The management had already put the proposal on the table on Tuesday in a reconciliation meeting with the union representatives, but there it fell on the cold stone at the unions, which have been saying for months that there is a staff shortage. The socialist union already suspects that flights should be canceled anyway due to the shortage, but the management firmly denies this.
• Reconciliation at Brussels Airlines failed
Swiss also cancels flights
Brussels Airlines is not the only airline that has to adjust the summer season. Swiss Air Lines (like Brussels Airlines, a subsidiary of Lufthansa), also announced on Tuesday that it would cancel flights. Reference is made there to a shortage of hands: not only among our own personnel, but also among ground and airport suppliers.

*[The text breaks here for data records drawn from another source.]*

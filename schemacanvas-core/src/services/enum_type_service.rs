use std::collections::HashSet;

use chrono::{DateTime, Utc};
use sea_orm::{
    ActiveModelTrait, ColumnTrait, ConnectionTrait, DatabaseConnection, EntityTrait,
    PaginatorTrait, QueryFilter, QueryOrder, TransactionTrait,
};
use tracing::{info, warn};

use crate::auth::Actor;
use crate::common::{clean_name, new_id, with_retry, RetryPolicy};
use crate::database::entities::{columns, enum_types};
use crate::errors::{ConflictReason, SchemaError, SchemaResult};
use crate::graph_patch::{EntityChange, EntityRef, GraphChanges, GraphPatch};
use crate::graph_types::{EnumTypeRecord, EnumTypeUpdate, GraphEntities};
use crate::services::authorization::{AuthorizationService, Capability};
use crate::services::undo_service::UndoService;

pub struct EnumTypeService {
    db: DatabaseConnection,
    auth: AuthorizationService,
    retry: RetryPolicy,
}

impl EnumTypeService {
    pub fn new(db: DatabaseConnection, auth: AuthorizationService, retry: RetryPolicy) -> Self {
        Self { db, auth, retry }
    }

    pub async fn create_enum_type(
        &self,
        actor: &Actor,
        project_id: &str,
        name: &str,
        values: &[String],
    ) -> SchemaResult<EnumTypeRecord> {
        with_retry(&self.retry, "create enum type", move || {
            self.create_enum_type_once(actor, project_id, name, values)
        })
        .await
    }

    async fn create_enum_type_once(
        &self,
        actor: &Actor,
        project_id: &str,
        name: &str,
        values: &[String],
    ) -> SchemaResult<EnumTypeRecord> {
        let txn = self.db.begin().await?;
        let authorized = self
            .auth
            .authorize(&txn, actor, project_id, Capability::Write)
            .await?;
        let name = clean_name("enum type", name)?;
        validate_enum_values(values)?;
        ensure_unique_name(&txn, project_id, &name, None).await?;

        let now = Utc::now();
        let enum_type = EnumTypeRecord {
            id: new_id(),
            project_id: project_id.to_string(),
            name,
            values: values.to_vec(),
            created_at: now,
            updated_at: now,
        };
        enum_type.to_active_model().insert(&txn).await?;

        UndoService::record(
            &txn,
            project_id,
            &authorized.user_id,
            "enumType.create",
            &GraphPatch::removing(vec![EntityRef::EnumType(enum_type.id.clone())]),
            &GraphPatch::upserting(GraphEntities {
                enum_types: vec![enum_type.clone()],
                ..Default::default()
            }),
        )
        .await?;
        txn.commit().await?;

        info!(
            "Created enum type {} ({}) in project {}",
            enum_type.name, enum_type.id, project_id
        );
        Ok(enum_type)
    }

    pub async fn update_enum_type(
        &self,
        actor: &Actor,
        id: &str,
        update: &EnumTypeUpdate,
    ) -> SchemaResult<EnumTypeRecord> {
        with_retry(&self.retry, "update enum type", move || {
            self.update_enum_type_once(actor, id, update)
        })
        .await
    }

    async fn update_enum_type_once(
        &self,
        actor: &Actor,
        id: &str,
        update: &EnumTypeUpdate,
    ) -> SchemaResult<EnumTypeRecord> {
        let txn = self.db.begin().await?;
        let (existing, authorized) = self
            .auth
            .authorize_enum_type(&txn, actor, id, Capability::Write)
            .await?;
        let before = EnumTypeRecord::try_from(existing)?;
        let after = apply_enum_type_update(&txn, &before, update, Utc::now()).await?;

        let changes = |enum_type: &EnumTypeRecord| {
            GraphPatch::changing(GraphChanges {
                enum_types: vec![EntityChange::new(id, update.values_of(enum_type))],
                ..Default::default()
            })
        };
        UndoService::record(
            &txn,
            authorized.project_id(),
            &authorized.user_id,
            "enumType.update",
            &changes(&before),
            &changes(&after),
        )
        .await?;
        txn.commit().await?;

        info!("Updated enum type {}", id);
        Ok(after)
    }

    /// Rejected while any column still uses the enum type
    pub async fn delete_enum_type(&self, actor: &Actor, id: &str) -> SchemaResult<()> {
        with_retry(&self.retry, "delete enum type", move || {
            self.delete_enum_type_once(actor, id)
        })
        .await
    }

    async fn delete_enum_type_once(&self, actor: &Actor, id: &str) -> SchemaResult<()> {
        let txn = self.db.begin().await?;
        let (existing, authorized) = self
            .auth
            .authorize_enum_type(&txn, actor, id, Capability::Write)
            .await?;

        let uses = columns::Entity::find()
            .filter(columns::Column::EnumTypeId.eq(id))
            .count(&txn)
            .await?;
        if uses > 0 {
            warn!("Refusing to delete enum type {}: used by {} columns", id, uses);
            return Err(SchemaError::Conflict(ConflictReason::EnumInUse));
        }

        let removed = EnumTypeRecord::try_from(existing)?;
        enum_types::Entity::delete_by_id(id).exec(&txn).await?;

        UndoService::record(
            &txn,
            authorized.project_id(),
            &authorized.user_id,
            "enumType.delete",
            &GraphPatch::upserting(GraphEntities {
                enum_types: vec![removed],
                ..Default::default()
            }),
            &GraphPatch::removing(vec![EntityRef::EnumType(id.to_string())]),
        )
        .await?;
        txn.commit().await?;

        info!("Deleted enum type {}", id);
        Ok(())
    }

    /// Sorted by name
    pub async fn list_enum_types(
        &self,
        actor: &Actor,
        project_id: &str,
    ) -> SchemaResult<Vec<EnumTypeRecord>> {
        if self
            .auth
            .authorize_read(&self.db, actor, project_id)
            .await?
            .is_none()
        {
            return Ok(Vec::new());
        }

        enum_types::Entity::find()
            .filter(enum_types::Column::ProjectId.eq(project_id))
            .order_by_asc(enum_types::Column::Name)
            .all(&self.db)
            .await?
            .into_iter()
            .map(EnumTypeRecord::try_from)
            .collect()
    }
}

/// Values must be non-blank and distinct; their order is significant
pub fn validate_enum_values(values: &[String]) -> SchemaResult<()> {
    let mut seen = HashSet::with_capacity(values.len());
    for value in values {
        if value.trim().is_empty() {
            return Err(SchemaError::invalid("enum values cannot be empty"));
        }
        if !seen.insert(value.as_str()) {
            return Err(SchemaError::invalid(format!(
                "enum value {} appears more than once",
                value
            )));
        }
    }
    Ok(())
}

/// Write the supplied fields onto a stored enum type, keeping names unique
pub(crate) async fn apply_enum_type_update<C: ConnectionTrait>(
    conn: &C,
    current: &EnumTypeRecord,
    update: &EnumTypeUpdate,
    now: DateTime<Utc>,
) -> SchemaResult<EnumTypeRecord> {
    let mut after = current.clone();
    if let Some(name) = &update.name {
        after.name = clean_name("enum type", name)?;
        ensure_unique_name(conn, &current.project_id, &after.name, Some(&current.id)).await?;
    }
    if let Some(values) = &update.values {
        validate_enum_values(values)?;
        after.values = values.clone();
    }
    after.updated_at = now;
    after.to_active_model().update(conn).await?;
    Ok(after)
}

async fn ensure_unique_name<C: ConnectionTrait>(
    conn: &C,
    project_id: &str,
    name: &str,
    except_id: Option<&str>,
) -> SchemaResult<()> {
    let mut query = enum_types::Entity::find()
        .filter(enum_types::Column::ProjectId.eq(project_id))
        .filter(enum_types::Column::Name.eq(name));
    if let Some(id) = except_id {
        query = query.filter(enum_types::Column::Id.ne(id));
    }

    if query.count(conn).await? > 0 {
        return Err(SchemaError::Conflict(ConflictReason::DuplicateEnumName));
    }
    Ok(())
}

Swiss will cut five weekly flights between Nuremberg and Zurich between July and October, and in July and August the number of flights between Berlin and Zurich will be reduced from 48 to 44 per week, and between Stuttgart and Zurich it will go from 13 to 10. Swiss, led by Dieter Vranckx, the former CEO of Brussels Airlines, also cancels one long-haul flight between Zurich and San Francisco per week.
The staff shortage in the aviation sector is also visible elsewhere. In recent weeks there have been many delays and canceled flights at Schiphol airport and at various British airports as a result of the shortages. During the corona pandemic, staff were laid off en masse and now the sector is struggling to recruit new people.